William was disciplined – he lost a very lucrative position as Justiciar of Gwent which allowed him to levy fines – and the matter was supposed to be at an end. But the Normans had forgotten the sensible Welsh habit of fostering out teenagers when they reached the age of thinking their parents knew NOTHING and just didn’t UNDERSTAND. Seisyll’s two middle sons had been safely away from home learning how to be gentlemen from someone they didn’t despise but it wasn’t long before they were old enough to come home and go to war.
In 1182, a Norman guard was approached by a youth would told him that an attack would be made on the castle at Abergavenny at midnight.
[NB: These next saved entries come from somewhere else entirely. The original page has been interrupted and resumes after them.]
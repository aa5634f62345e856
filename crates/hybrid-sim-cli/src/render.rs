//! Plain-text rendering of records and optimizer reports.

use hybrid_sim_core::optimizer::{
    BaselineReport, GenerationMetrics, OptimizerStatus, OptimizerSummary, RankedIndividual,
};
use hybrid_sim_core::stats::{StatKey, StatValue};
use hybrid_sim_core::{IndividualRecord, Lineage, PhenotypeCatalog, Species};
use std::fmt::Write;

fn stat_line(out: &mut String, label: &str, key: StatKey, value: &StatValue) {
    let unit = match value {
        StatValue::Acuity { .. } | StatValue::Flag(_) | StatValue::Diet(_) => "",
        _ => key.unit(),
    };
    let _ = writeln!(out, "  {label:<22} {value}{unit}");
}

pub fn record(record: &IndividualRecord) -> String {
    let mut out = String::new();
    let _ = writeln!(out, "{} ({})", record.name, record.display_species());
    let _ = writeln!(out, "  genotype: {}", record.genotype);
    match &record.lineage {
        Lineage::Original => {}
        Lineage::SpeciesCross { parents } => {
            let _ = writeln!(out, "  cross of {} x {}", parents[0], parents[1]);
        }
        Lineage::Bred { parents } => {
            let _ = writeln!(out, "  bred from {} x {}", parents[0], parents[1]);
        }
    }
    for (key, value) in record.stats.iter() {
        stat_line(&mut out, key.label(), key, value);
    }
    for head in record.stats.heads() {
        for (key, value) in &head.values {
            stat_line(&mut out, &head.label(*key), *key, value);
        }
    }
    if !record.mutations.is_empty() {
        let _ = writeln!(out, "  mutations:");
        for note in record.mutations.values() {
            let _ = writeln!(out, "    {note}");
        }
    }
    out
}

/// Every known species in catalog order with its genotype count.
pub fn species_catalog(catalog: &PhenotypeCatalog) -> String {
    let mut out = String::from("known species:\n");
    for species in Species::ALL {
        let [top, mid, bottom] = species.triple();
        let _ = writeln!(
            out,
            "  {:<22} {top}/{mid}/{bottom}  {:>5} genotype(s)",
            species.label(),
            catalog.genotypes(species).len()
        );
    }
    out
}

pub fn listing(records: &[&IndividualRecord]) -> String {
    if records.is_empty() {
        return "no saved individuals\n".to_string();
    }
    let mut out = String::new();
    for r in records {
        let _ = writeln!(out, "{:<28} {}", r.name, r.display_species());
    }
    out
}

/// Species frequencies, most common first.
pub fn frequencies(counts: &[(Species, usize)], total: usize) -> String {
    let mut sorted = counts.to_vec();
    sorted.sort_by(|a, b| b.1.cmp(&a.1).then(a.0.cmp(&b.0)));
    let mut out = String::new();
    for (species, count) in sorted {
        let share = if total == 0 {
            0.0
        } else {
            100.0 * count as f64 / total as f64
        };
        let _ = writeln!(out, "{:<22} {count:>8} {share:>7.2}%", species.label());
    }
    out
}

fn ranked(out: &mut String, title: &str, best: &RankedIndividual) {
    let _ = writeln!(out, "{title}: {} ({})", best.name, best.species);
    for (stat, value) in &best.values {
        let _ = writeln!(out, "  {:<22} {value}", stat.label());
    }
    let scores: Vec<String> = best.score.iter().map(|s| format!("{s:.3}")).collect();
    let _ = writeln!(out, "  score [{}]", scores.join(", "));
}

fn generation(out: &mut String, m: &GenerationMetrics) {
    let _ = writeln!(
        out,
        "generation {}: {} pair(s), {} birth(s), {} miscarriage(s), {} alive, {} species",
        m.generation, m.pairs, m.births, m.miscarriages, m.population_size, m.distinct_species
    );
}

fn baseline(out: &mut String, report: &BaselineReport) {
    let _ = writeln!(
        out,
        "random {} baseline over {} samples:",
        report.species, report.samples
    );
    for s in &report.stats {
        let _ = writeln!(
            out,
            "  {:<22} min {:.3}  avg {:.3}  max {:.3}",
            s.stat.label(),
            s.min,
            s.avg,
            s.max
        );
    }
}

pub fn status(status: &OptimizerStatus) -> String {
    let mut out = String::new();
    let _ = writeln!(
        out,
        "generation {}/{} with {} individual(s)",
        status.generation, status.target_generations, status.population_size
    );
    if let Some(m) = &status.last_generation {
        generation(&mut out, m);
    }
    if let Some(best) = &status.best {
        ranked(&mut out, "best so far", best);
    }
    out
}

pub fn summary(summary: &OptimizerSummary) -> String {
    let mut out = String::new();
    let _ = writeln!(out, "finished after {} generation(s)", summary.generations);
    if let Some(last) = summary.history.last() {
        generation(&mut out, last);
    }
    if let Some(report) = &summary.baseline {
        baseline(&mut out, report);
    }
    match &summary.best_overall {
        Some(best) => ranked(&mut out, "best overall", best),
        None => out.push_str("no individuals survived\n"),
    }
    if let Some(best) = &summary.best_of_target {
        ranked(&mut out, "best of target", best);
    }
    out
}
He even showed the guard the low place on the wall where, the boys said, the Welshmen would climb over. So the garrison turned out and stood ready all night to repel attackers – who very sensibly didn’t attack until the morning when the garrison stood down and went off to get some breakfast. the Welsh soldiers burned the outer walls of the castle, killed whoever they could catch and penned up the rest in the central keep, demanding that Willam be handed over to them. Someone explained that William was at one of his other castles, but that Ranulf le Poer was overseeing the building of a new castle at Dingestow. Accordingly the boys popped off to Dingestow where they caught Ranulf and cut his throat.
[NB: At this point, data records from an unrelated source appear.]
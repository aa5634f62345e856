//! Genetics of chimeric creatures: a nine-allele, three-locus genome,
//! dominance-based species resolution, stat derivation with variation and
//! mutation, variant classification, and a generational optimizer that
//! breeds toward stat objectives.

pub mod allele;
pub mod breeding;
pub mod catalog;
pub mod config;
pub mod error;
pub mod genome;
pub mod naming;
pub mod optimizer;
pub mod phenotype;
pub mod record;
pub mod stats;
pub mod variant;

pub use allele::{Allele, Diet, Locus};
pub use breeding::{Engine, Parent};
pub use catalog::{PhenotypeCatalog, Species};
pub use config::{ConfigError, SimConfig};
pub use error::{BreedError, OptimizerError};
pub use genome::{AllelePair, Genotype, MutationModel};
pub use optimizer::{
    check_condition, Comparison, Condition, Objective, OptimizerRequest, OptimizerSession,
    OptimizerState, OptimizerSummary, StepOutcome, StepSize,
};
pub use phenotype::{derive_stats, DerivedStats};
pub use record::{IndividualRecord, Lineage, MemoryStore, RecordStore};
pub use stats::{StatBlock, StatKey, StatValue};
pub use variant::{classify_variant, Variant};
It’s possible that the Welsh believed Williams protestations that he had honestly wanted peace with them because there are no more reported attempts on his life and the country was quiet enough for Henry to send his troops to Ireland. There landlords like the De Clares handled the Erse so well that the hatred for foreign landlords still wells up today.
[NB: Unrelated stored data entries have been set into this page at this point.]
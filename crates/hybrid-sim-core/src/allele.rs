use serde::{Deserialize, Serialize};
use std::fmt;

/// One of the nine archetype symbols an individual can carry at a locus.
///
/// Variant order is the canonical allele order; it is used as the dominance
/// tiebreak and as the sort key for canonical pairs.
#[derive(Clone, Copy, Debug, PartialEq, Eq, PartialOrd, Ord, Hash, Serialize, Deserialize)]
pub enum Allele {
    Hu,
    Ho,
    Fi,
    Go,
    Sn,
    Bu,
    Bi,
    Li,
    Dr,
}

impl Allele {
    pub const COUNT: usize = 9;

    pub const ALL: [Allele; Self::COUNT] = [
        Allele::Hu,
        Allele::Ho,
        Allele::Fi,
        Allele::Go,
        Allele::Sn,
        Allele::Bu,
        Allele::Bi,
        Allele::Li,
        Allele::Dr,
    ];

    /// Position in the canonical allele list.
    #[inline]
    pub fn index(self) -> usize {
        self as usize
    }

    pub fn symbol(self) -> &'static str {
        match self {
            Self::Hu => "Hu",
            Self::Ho => "Ho",
            Self::Fi => "Fi",
            Self::Go => "Go",
            Self::Sn => "Sn",
            Self::Bu => "Bu",
            Self::Bi => "Bi",
            Self::Li => "Li",
            Self::Dr => "Dr",
        }
    }

    /// Archetype name, used for head labels ("Lion Head IQ").
    pub fn archetype(self) -> &'static str {
        match self {
            Self::Hu => "Human",
            Self::Ho => "Horse",
            Self::Fi => "Fish",
            Self::Go => "Goat",
            Self::Sn => "Snake",
            Self::Bu => "Bull",
            Self::Bi => "Bird",
            Self::Li => "Lion",
            Self::Dr => "Dragon",
        }
    }

    pub fn from_symbol(symbol: &str) -> Option<Self> {
        Self::ALL
            .iter()
            .copied()
            .find(|a| a.symbol().eq_ignore_ascii_case(symbol))
    }

    /// Static base data for this allele.
    pub fn profile(self) -> &'static AlleleProfile {
        &ALLELE_TABLE[self.index()]
    }
}

impl fmt::Display for Allele {
    fn fmt(&self, f: &mut fmt::Formatter<'_>) -> fmt::Result {
        f.write_str(self.symbol())
    }
}

/// Gene position. Each individual carries one unordered allele pair per locus.
#[derive(Clone, Copy, Debug, PartialEq, Eq, PartialOrd, Ord, Hash, Serialize, Deserialize)]
#[serde(rename_all = "snake_case")]
pub enum Locus {
    Top,
    Mid,
    Bottom,
}

impl Locus {
    pub const ALL: [Locus; 3] = [Locus::Top, Locus::Mid, Locus::Bottom];

    #[inline]
    pub fn index(self) -> usize {
        self as usize
    }

    pub fn as_str(self) -> &'static str {
        match self {
            Self::Top => "top",
            Self::Mid => "mid",
            Self::Bottom => "bottom",
        }
    }
}

#[derive(Clone, Copy, Debug, PartialEq, Eq, Hash, Serialize, Deserialize)]
#[serde(rename_all = "snake_case")]
pub enum Diet {
    Herbivore,
    Omnivore,
    Carnivore,
}

impl Diet {
    pub fn as_str(self) -> &'static str {
        match self {
            Self::Herbivore => "herbivore",
            Self::Omnivore => "omnivore",
            Self::Carnivore => "carnivore",
        }
    }
}

/// Sense-organ base values contributed by an allele's head.
#[derive(Clone, Copy, Debug, PartialEq)]
pub struct SenseProfile {
    /// Degrees of horizontal visual field.
    pub visual_field: f64,
    /// Cycles per degree.
    pub visual_acuity: f64,
    /// Millions of olfactory receptors.
    pub smell_strength: f64,
    /// Discrimination index, 0-100.
    pub smell_acuity: f64,
    /// Metres.
    pub smell_distance: f64,
    pub hearing_low_hz: f64,
    pub hearing_high_hz: f64,
    /// Metres.
    pub hearing_distance: f64,
}

#[derive(Clone, Copy, Debug, PartialEq)]
pub struct AlleleProfile {
    pub allele: Allele,
    pub mutation_rate: f64,
    pub iq: f64,
    pub eq: f64,
    pub dexterity: f64,
    pub strength: f64,
    pub land_speed: f64,
    pub swim_speed: f64,
    pub jump_height: f64,
    pub flight_speed: f64,
    pub climbing: f64,
    pub bite: f64,
    pub venom: bool,
    pub fire_breathing: bool,
    pub petrification: bool,
    pub charm: bool,
    /// Centimetres.
    pub size: f64,
    pub diet: Diet,
    pub senses: SenseProfile,
    /// Thaums per day.
    pub magic_production: f64,
    /// Thaumacyst capacity in thaums at the reference size.
    pub magic_capacity: f64,
    /// Days.
    pub gestation: f64,
    pub litter_size: f64,
}

const fn senses(
    visual_field: f64,
    visual_acuity: f64,
    smell_strength: f64,
    smell_acuity: f64,
    smell_distance: f64,
    hearing_low_hz: f64,
    hearing_high_hz: f64,
    hearing_distance: f64,
) -> SenseProfile {
    SenseProfile {
        visual_field,
        visual_acuity,
        smell_strength,
        smell_acuity,
        smell_distance,
        hearing_low_hz,
        hearing_high_hz,
        hearing_distance,
    }
}

pub static ALLELE_TABLE: [AlleleProfile; Allele::COUNT] = [
    AlleleProfile {
        allele: Allele::Hu,
        mutation_rate: 1e-6,
        iq: 100.0,
        eq: 90.0,
        dexterity: 85.0,
        strength: 60.0,
        land_speed: 8.0,
        swim_speed: 3.0,
        jump_height: 0.6,
        flight_speed: 0.0,
        climbing: 2.0,
        bite: 200.0,
        venom: false,
        fire_breathing: false,
        petrification: false,
        charm: false,
        size: 170.0,
        diet: Diet::Omnivore,
        senses: senses(180.0, 30.0, 6.0, 10.0, 10.0, 20.0, 20_000.0, 100.0),
        magic_production: 5.0,
        magic_capacity: 50.0,
        gestation: 270.0,
        litter_size: 1.0,
    },
    AlleleProfile {
        allele: Allele::Ho,
        mutation_rate: 1e-6,
        iq: 50.0,
        eq: 40.0,
        dexterity: 50.0,
        strength: 200.0,
        land_speed: 45.0,
        swim_speed: 8.0,
        jump_height: 1.2,
        flight_speed: 0.0,
        climbing: 1.0,
        bite: 350.0,
        venom: false,
        fire_breathing: false,
        petrification: false,
        charm: false,
        size: 160.0,
        diet: Diet::Herbivore,
        senses: senses(350.0, 20.0, 100.0, 40.0, 500.0, 55.0, 33_500.0, 400.0),
        magic_production: 2.0,
        magic_capacity: 20.0,
        gestation: 340.0,
        litter_size: 1.0,
    },
    AlleleProfile {
        allele: Allele::Fi,
        mutation_rate: 1e-5,
        iq: 10.0,
        eq: 10.0,
        dexterity: 20.0,
        strength: 5.0,
        land_speed: 0.5,
        swim_speed: 20.0,
        jump_height: 0.3,
        flight_speed: 0.0,
        climbing: 0.1,
        bite: 50.0,
        venom: false,
        fire_breathing: false,
        petrification: false,
        charm: true,
        size: 15.0,
        diet: Diet::Omnivore,
        senses: senses(300.0, 5.0, 20.0, 60.0, 300.0, 20.0, 3_000.0, 50.0),
        magic_production: 1.0,
        magic_capacity: 5.0,
        gestation: 30.0,
        litter_size: 300.0,
    },
    AlleleProfile {
        allele: Allele::Go,
        mutation_rate: 1e-6,
        iq: 60.0,
        eq: 55.0,
        dexterity: 75.0,
        strength: 70.0,
        land_speed: 20.0,
        swim_speed: 3.0,
        jump_height: 1.0,
        flight_speed: 0.0,
        climbing: 15.0,
        bite: 250.0,
        venom: false,
        fire_breathing: false,
        petrification: false,
        charm: false,
        size: 120.0,
        diet: Diet::Herbivore,
        senses: senses(320.0, 15.0, 60.0, 35.0, 200.0, 70.0, 37_000.0, 300.0),
        magic_production: 3.0,
        magic_capacity: 30.0,
        gestation: 150.0,
        litter_size: 2.0,
    },
    AlleleProfile {
        allele: Allele::Sn,
        mutation_rate: 1e-5,
        iq: 25.0,
        eq: 20.0,
        dexterity: 65.0,
        strength: 15.0,
        land_speed: 1.0,
        swim_speed: 2.0,
        jump_height: 0.1,
        flight_speed: 0.0,
        climbing: 3.0,
        bite: 300.0,
        venom: true,
        fire_breathing: false,
        petrification: true,
        charm: true,
        size: 250.0,
        diet: Diet::Carnivore,
        senses: senses(150.0, 4.0, 80.0, 70.0, 800.0, 50.0, 1_000.0, 20.0),
        magic_production: 4.0,
        magic_capacity: 40.0,
        gestation: 60.0,
        litter_size: 12.0,
    },
    AlleleProfile {
        allele: Allele::Bu,
        mutation_rate: 1e-6,
        iq: 30.0,
        eq: 25.0,
        dexterity: 40.0,
        strength: 250.0,
        land_speed: 25.0,
        swim_speed: 4.0,
        jump_height: 0.8,
        flight_speed: 0.0,
        climbing: 1.0,
        bite: 800.0,
        venom: false,
        fire_breathing: false,
        petrification: false,
        charm: false,
        size: 200.0,
        diet: Diet::Herbivore,
        senses: senses(330.0, 12.0, 90.0, 45.0, 600.0, 23.0, 35_000.0, 350.0),
        magic_production: 1.0,
        magic_capacity: 15.0,
        gestation: 283.0,
        litter_size: 1.0,
    },
    AlleleProfile {
        allele: Allele::Bi,
        mutation_rate: 1e-6,
        iq: 40.0,
        eq: 35.0,
        dexterity: 80.0,
        strength: 15.0,
        land_speed: 10.0,
        swim_speed: 8.0,
        jump_height: 0.5,
        flight_speed: 60.0,
        climbing: 5.0,
        bite: 100.0,
        venom: false,
        fire_breathing: false,
        petrification: false,
        charm: false,
        size: 50.0,
        diet: Diet::Omnivore,
        senses: senses(300.0, 60.0, 2.0, 5.0, 5.0, 200.0, 12_000.0, 300.0),
        magic_production: 3.0,
        magic_capacity: 20.0,
        gestation: 21.0,
        litter_size: 4.0,
    },
    AlleleProfile {
        allele: Allele::Li,
        mutation_rate: 1e-6,
        iq: 70.0,
        eq: 60.0,
        dexterity: 70.0,
        strength: 220.0,
        land_speed: 60.0,
        swim_speed: 12.0,
        jump_height: 2.0,
        flight_speed: 0.0,
        climbing: 4.0,
        bite: 700.0,
        venom: false,
        fire_breathing: false,
        petrification: false,
        charm: false,
        size: 130.0,
        diet: Diet::Carnivore,
        senses: senses(200.0, 11.0, 100.0, 50.0, 1_000.0, 45.0, 64_000.0, 2_000.0),
        magic_production: 2.0,
        magic_capacity: 25.0,
        gestation: 110.0,
        litter_size: 3.0,
    },
    AlleleProfile {
        allele: Allele::Dr,
        mutation_rate: 1e-6,
        iq: 120.0,
        eq: 115.0,
        dexterity: 85.0,
        strength: 300.0,
        land_speed: 50.0,
        swim_speed: 15.0,
        jump_height: 3.0,
        flight_speed: 50.0,
        climbing: 6.0,
        bite: 900.0,
        venom: true,
        fire_breathing: true,
        petrification: true,
        charm: false,
        size: 300.0,
        diet: Diet::Carnivore,
        senses: senses(270.0, 90.0, 150.0, 85.0, 3_000.0, 15.0, 40_000.0, 5_000.0),
        magic_production: 20.0,
        magic_capacity: 300.0,
        gestation: 400.0,
        litter_size: 2.0,
    },
];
Vengeance is a wicked business. Interesting stuff, Elin, This is the sort of history that I wish had been offered at my university while I attended. Thanks for sharing.
Fascinating stuff. I keep meaning to make the rek over and explore more Welsh castles, so it’s great to hear the proper Welsh history behind them.
There’s so many stories! I often read something – a bald statement of facts – and wonder why on earth anyone would do something so stupid. History is often “this happened then that happened” but often the reasons – the really honest gut level ones – are left out.
Like Crecy. How incredibly stupid it was of the French to charge uphill across claggy ground against archers in a perfect position to lay down an arrow storm. Then I found out that the average age of the French cavalry commanders was 19 and all became clear.
It’s the little details like that I find tricky to get across in writing about even the recent past. I have a background character who went into service at 14 in 1938, and so was still too young for the initial war work call-up in 1939/40, unlike most of the others. So everyone she saw would be much older than her, except the schoolgirls evacuated to the house (who didn’t come below stairs) and the offspring of the house’s family (who was in and out of the kitchen cadging food and dropping off orphan lambs in front of the range). But how to get that across without going into the entire social history of the 1940s?
Likewise I just read a fascinating novel set in WWI that didn’t grab some reviewers on GR, I think because they just didn’t get the social divide taht was central to it.
Back to earlier history: I have a post coming up on the Wallace Collection, including a huge anachronism in a very well known painting.